## WHAT YOU NEED TO DO
Return the lines from the start of the data through the line with "let symmetric = symmetric". Include both of those lines and no others.

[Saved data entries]
*-*-*
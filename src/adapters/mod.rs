pub mod cipher;
pub mod loaders;
use std::path::Path;

use pgpmate::config::app_config::AppConfig;
use pgpmate::{PgpError, Result};

use crate::cli::context;
use crate::cli::output;
use crate::cli::KeySelection;

/// Execute the `pgpmate encrypt` command.
///
/// Prints the armored ciphertext to stdout. Without `--symmetric`, the key
/// is found by listing keys for the recipient address and matching the
/// fingerprint exactly.
pub fn execute(
    config: &AppConfig,
    selection: &KeySelection,
    recipient: Option<&str>,
    symmetric: bool,
    input: Option<&Path>,
) -> Result<()> {
    let symmetric = symmetric || config.defaults.symmetric;
    let text = context::read_input(input)?;
    let mut service = context::build_service(config)?;

    if symmetric {
        let result = service.encrypt(&text, "", "", true);
        return context::emit(result, "Encrypted with passphrase");
    }

    let (fingerprint, details) = context::resolve_key(&mut service, selection, config)?
        .ok_or_else(|| PgpError::InvalidConfig {
            detail: "No key selected. Use --fingerprint, --key-index or --symmetric.".into(),
        })?;

    let recipient = recipient
        .map(str::to_string)
        .or_else(|| config.defaults.recipient.clone())
        .or_else(|| {
            details
                .as_ref()
                .and_then(|d| d.mail_addresses().first().cloned())
        })
        .unwrap_or_default();

    if let Some(details) = &details {
        if !details.validity().is_usable() {
            output::warning(&format!(
                "Key {} is {:?}; gpg will likely refuse it",
                details.key_id(),
                details.validity()
            ));
        }
        if !recipient.is_empty() && !service.is_preferred_key(details, &recipient) {
            output::warning(&format!(
                "Key {} has no address matching '{recipient}'",
                details.key_id()
            ));
        }
    }

    tracing::debug!(%fingerprint, %recipient, "encrypting");
    let result = service.encrypt(&text, &fingerprint, &recipient, false);
    context::emit(result, &format!("Encrypted for {fingerprint}"))
}
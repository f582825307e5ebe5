use crate::core::errors::{ErrorKind, PgpError};

/// Terminal report of one encrypt or decrypt call.
///
/// Built fresh per call and handed back by value. Callers can only read it;
/// the mutators are crate-private.
#[derive(Debug, Clone, Default, PartialEq, Eq)]
pub struct OperationResult {
    payload: String,
    key_found: bool,
    success: bool,
    error_message: String,
    error_kind: Option<ErrorKind>,
    missing_fingerprint: Option<String>,
}

impl OperationResult {
    pub(crate) fn new() -> Self {
        Self::default()
    }

    /// Armored ciphertext or decrypted plaintext. Empty on failure.
    pub fn payload(&self) -> &str {
        &self.payload
    }

    /// Whether a key matching the requested fingerprint was resolved.
    /// Always false on the symmetric path, which never looks one up.
    pub fn key_found(&self) -> bool {
        self.key_found
    }

    /// Whether the cryptographic step itself succeeded.
    pub fn success(&self) -> bool {
        self.success
    }

    pub fn error_message(&self) -> &str {
        &self.error_message
    }

    pub fn error_kind(&self) -> Option<ErrorKind> {
        self.error_kind
    }

    /// Convert the report into a `Result` for `?`-style callers.
    pub fn into_result(self) -> Result<String, PgpError> {
        if self.success {
            return Ok(self.payload);
        }
        let reason = self.error_message;
        Err(match self.error_kind {
            Some(ErrorKind::KeyNotFound) => PgpError::KeyNotFound {
                fingerprint: self.missing_fingerprint.unwrap_or_default(),
            },
            Some(ErrorKind::KeyListingFailed) => PgpError::KeyListingFailed { reason },
            Some(ErrorKind::DecryptionFailed) => PgpError::DecryptionFailed { reason },
            Some(ErrorKind::BackendUnavailable) => PgpError::BackendUnavailable { detail: reason },
            _ => PgpError::EncryptionFailed { reason },
        })
    }

    pub(crate) fn mark_key_found(&mut self) {
        self.key_found = true;
    }

    pub(crate) fn succeed(mut self, payload: String) -> Self {
        self.success = true;
        self.payload = payload;
        self
    }

    /// Record that no key matched `fingerprint`.
    pub(crate) fn fail_key_not_found(mut self, fingerprint: &str, message: impl AsRef<str>) -> Self {
        self.key_found = false;
        self.missing_fingerprint = Some(fingerprint.to_string());
        self.fail(ErrorKind::KeyNotFound, message)
    }

    /// Record a failure. Messages accumulate, one per line.
    pub(crate) fn fail(mut self, kind: ErrorKind, message: impl AsRef<str>) -> Self {
        self.success = false;
        self.payload.clear();
        self.error_kind = Some(kind);
        if !self.error_message.is_empty() {
            self.error_message.push('\n');
        }
        self.error_message.push_str(message.as_ref());
        self
    }
}

#[cfg(test)]
mod tests {
    use super::*;

    #[test]
    fn fresh_result_is_neither_found_nor_successful() {
        let result = OperationResult::new();
        assert!(!result.key_found());
        assert!(!result.success());
        assert!(result.payload().is_empty());
        assert!(result.error_kind().is_none());
    }

    #[test]
    fn failures_accumulate_messages() {
        let result = OperationResult::new()
            .fail(ErrorKind::KeyNotFound, "first")
            .fail(ErrorKind::DecryptionFailed, "second");
        assert_eq!(result.error_message(), "first\nsecond");
        assert_eq!(result.error_kind(), Some(ErrorKind::DecryptionFailed));
    }

    #[test]
    fn into_result_maps_kind() {
        let ok = OperationResult::new().succeed("plain".into());
        assert_eq!(ok.into_result().unwrap(), "plain");

        let err = OperationResult::new()
            .fail(ErrorKind::DecryptionFailed, "bad packet")
            .into_result()
            .unwrap_err();
        assert_eq!(err.kind(), ErrorKind::DecryptionFailed);
    }

    #[test]
    fn missing_key_keeps_fingerprint() {
        let err = OperationResult::new()
            .fail_key_not_found("ABCD1234", "no key for ABCD1234")
            .into_result()
            .unwrap_err();
        match err {
            PgpError::KeyNotFound { fingerprint } => assert_eq!(fingerprint, "ABCD1234"),
            other => panic!("unexpected error: {other}"),
        }
    }
}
*-*-*
## FINAL ANSWER
filename src/adapters/mod.rs
pub mod cipher;
pub mod loaders;
use std::path::Path;

use pgpmate::config::app_config::AppConfig;
use pgpmate::{PgpError, Result};

use crate::cli::context;
use crate::cli::output;
use crate::cli::KeySelection;

/// Execute the `pgpmate encrypt` command.
///
/// Prints the armored ciphertext to stdout. Without `--symmetric`, the key
/// is found by listing keys for the recipient address and matching the
/// fingerprint exactly.
pub fn execute(
    config: &AppConfig,
    selection: &KeySelection,
    recipient: Option<&str>,
    symmetric: bool,
    input: Option<&Path>,
) -> Result<()> {
    let symmetric = symmetric || config.defaults.symmetric;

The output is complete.